Los cristianos no tenemos que conseguir adeptos, personas sumisas que acepten de manera explícita una doctrina. Los cristianos tenemos que lograr que la gente alce la mirada a Dios, que sientan la necesidad de buscar aquello que, sin ser conscientes, llevan tiempo anhelando. El cristiano es un espejo que me confronta con mis propias carencias y deseos; es un reflejo de la vida misma. Si la fe se transmite únicamente como un conjunto de fórmulas, pierde el núcleo esencial que le confiere su sentido.

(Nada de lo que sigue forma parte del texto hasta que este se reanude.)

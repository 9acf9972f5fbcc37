//! Logger and installer threads.
//!
//! Both loops hold the state mutex only to pick a batch and to publish its
//! result. Disk I/O happens with the mutex released. An I/O error stops the
//! thread and poisons the log so waiters fail instead of hanging.

use parking_lot::MutexGuard;
use std::collections::BTreeMap;
use std::sync::Arc;

use super::manager::{WalShared, WalState};
use super::record::{Header, LogPosition, Marker, HDRADDRS, LOGHDR, LOGHDR2};
use crate::storage::disk::Block;
use crate::storage::error::{StorageError, StorageResult};

pub(super) fn logger_loop(shared: Arc<WalShared>) {
    let mut state = shared.state.lock();
    loop {
        if state.shutdown || state.failure.is_some() {
            break;
        }
        if state.logger_paused || state.disk_end >= state.head() {
            shared.logger_cv.wait(&mut state);
            continue;
        }
        if let Err(e) = log_batch(&shared, &mut state) {
            fail(&shared, &mut state, "logger", e);
            break;
        }
    }
    log::debug!("wal: logger stopped");
}

/// Makes `[disk_end, head)` durable.
fn log_batch(shared: &WalShared, state: &mut MutexGuard<'_, WalState>) -> StorageResult<()> {
    let capacity = shared.capacity;
    let tail = state.tail;
    let start = state.disk_end;
    let end = state.head();

    let skip = start.distance_from(tail) as usize;
    let batch: Vec<(LogPosition, Arc<Block>)> = state
        .mem_log
        .iter()
        .enumerate()
        .skip(skip)
        .map(|(i, e)| (tail.advance(i as u64), e.data.clone()))
        .collect();

    let mut addrs = vec![0u64; HDRADDRS as usize];
    for (i, e) in state.mem_log.iter().enumerate() {
        addrs[(tail.advance(i as u64).value() % capacity) as usize] = e.blkno;
    }
    let header = Header { end, addrs }.encode();

    let disk = shared.disk.clone();
    MutexGuard::unlocked(state, || -> StorageResult<()> {
        for (pos, data) in &batch {
            disk.write(pos.slot_block(capacity), data)?;
        }
        disk.barrier()?;
        disk.write(LOGHDR, &header)?;
        disk.barrier()
    })?;

    state.disk_end = end;
    log::debug!("wal: logged {} blocks, disk_end {}", batch.len(), end);
    shared.progress_cv.notify_all();
    shared.installer_cv.notify_one();
    Ok(())
}

pub(super) fn installer_loop(shared: Arc<WalShared>) {
    let mut state = shared.state.lock();
    loop {
        if state.shutdown || state.failure.is_some() {
            break;
        }
        if state.installer_paused || state.tail >= state.disk_end {
            shared.installer_cv.wait(&mut state);
            continue;
        }
        if let Err(e) = install_batch(&shared, &mut state) {
            fail(&shared, &mut state, "installer", e);
            break;
        }
    }
    log::debug!("wal: installer stopped");
}

/// Copies `[tail, disk_end)` to home locations and advances the tail.
fn install_batch(shared: &WalShared, state: &mut MutexGuard<'_, WalState>) -> StorageResult<()> {
    let start = state.tail;
    let end = state.disk_end;
    let n = end.distance_from(start) as usize;

    // Later entries replace earlier ones, so each block is written once with
    // its newest logged image.
    let mut newest: BTreeMap<u64, Arc<Block>> = BTreeMap::new();
    for e in state.mem_log.iter().take(n) {
        newest.insert(e.blkno, e.data.clone());
    }
    let marker = Marker { start: end }.encode();

    let disk = shared.disk.clone();
    MutexGuard::unlocked(state, || -> StorageResult<()> {
        for (blkno, data) in &newest {
            disk.write(*blkno, data)?;
        }
        disk.barrier()?;
        disk.write(LOGHDR2, &marker)?;
        disk.barrier()
    })?;

    state.mem_log.drain(..n);
    state.tail = end;
    log::debug!(
        "wal: installed {} entries ({} blocks), tail {}",
        n,
        newest.len(),
        end
    );
    shared.progress_cv.notify_all();
    Ok(())
}

fn fail(shared: &WalShared, state: &mut WalState, who: &str, err: StorageError) {
    log::error!("wal: {} failed: {}", who, err);
    state.failure = Some(format!("{}: {}", who, err));
    shared.wake_all();
}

La fe no es una teoría moral que me propongo para ser mejor; la fe no es una serie de proposiciones trabadas de manera convincente. La fe es un reconocimiento, una asunción plena de mi persona. La fe me lleva a reconocerme pecador, frágil, necesitado del amor y la misericordia de Dios para hallar sentido. La fe es el permiso que otorgamos a Dios para que nos sane y cambie interiormente.
El alejamiento que provocamos se debe a nuestra propia incapacidad para encarnar el sentido profundo de la fe, para determinarnos a caminar en las promesas de Jesús. Cristo nos llama a que hagamos carne nuestra fe; nos da su ejemplo en la Eucaristía y su gracia para que se cumpla. ¿La acogemos en plenitud o nos reservamos cosas? Él se da plenamente, ¿hacemos nosotros lo mismo? En función de nuestra inclinación interior se revelará el sentido a los demás.
La fe no puede renunciar a su riqueza inagotable por convencimientos abstractos. "Por sus frutos los conoceréis", el Señor lo dice claro. Si una forma de transmisión no da frutos, es porque el árbol no es bueno; y el árbol no es bueno si no está arraigado en la única vid que tiene vida: Cristo. Porque, antes de la palabra esta la encarnación; antes de la proclamación, la conversión del corazón. Tenemos que ser hombres nuevos para propagar el mensaje de la vida; tenemos que dejar que Dios nos cure para poder ayudar a los demás a sanar. De lo que se trata no es de que seamos grandes portavoces, sino de que cambiemos nuestro corazón. El resto se hace solo.